Did it begin with darkness and light, and realisation
that a cave offered more than shelter? Was a child
entertained by a shadow bird flying in the firelight?
Imagine the first tentative outline at Lascaux
seventeen thousand years ago: clay and soot;
water or spit; for a brush, an index finger –
then flayed branches or a trimmed bison tail.
That bison, horses, large cats, a bear and a rhino run
along stone galleries.
A huge bull, in its own chamber; mythical even then.
And humans. Of course, humans.
Millennia earlier, a Neanderthal person –
who says it was a man? – tongued a mouthful of spit
into chewed charcoal and spat black breath around
their right hand splayed tight against a cave wall.

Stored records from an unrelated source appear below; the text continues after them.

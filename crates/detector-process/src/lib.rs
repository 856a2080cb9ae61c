//! Runs the external elimination detector, decodes its output stream and
//! drives clip export.

mod error;
mod export;
mod protocol;
mod run;

pub use error::{DetectorError, Result};
pub use export::{ExportArgs, run_export};
pub use protocol::{DetectorMessage, DetectorOutput, parse_message};
pub use run::{DetectorArgs, DetectorEvent, run_detector};

/// Number of worker threads offered to the detector by default.
pub fn max_thread_count() -> usize {
    std::thread::available_parallelism()
        .map_or(4, |count| count.get())
        .max(1)
}
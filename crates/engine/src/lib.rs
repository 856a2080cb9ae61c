//! Client-side state layer for the clipper: processing session, clip timeline and undo.

pub mod api;
pub mod backend;
pub mod bridge;
pub mod error;
pub mod persist;
pub mod session;
pub mod time;
pub mod timeline;
pub mod undo;

pub use api::{
    Command, Engine, EngineErrorEvent, EngineErrorKind, Event, SessionSnapshot, TimelineSnapshot,
};
pub use backend::{DetectorBackend, JobUpdate, ProcessBackend};
pub use bridge::{EngineCommandSender, EngineEventReceiver, spawn_engine_bridge};
pub use error::{EngineError, Result};
pub use persist::{JsonFileStore, KeyValueStore, MemoryStore};
pub use session::{
    ExportRequest, ProcessOptions, ProcessRequest, ProcessResult, ProcessingSession,
    ProgressSample, SessionPhase,
};
pub use timeline::{Clip, ClipTimeline};
pub use undo::{UndoItem, UndoLog};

Invisible artists, leaving behind signs of imagination
with bones of the hunted, sacrificed, or murdered.
It continues, the pairing of deeds and commemoration,
of beauty and countless dead.
In the calm conservation lab a woman bends,
focused, over the page of an Afghan manuscript:
A man sits under a cherry tree that blooms subtle pink.
The green foreground displays its copper origins.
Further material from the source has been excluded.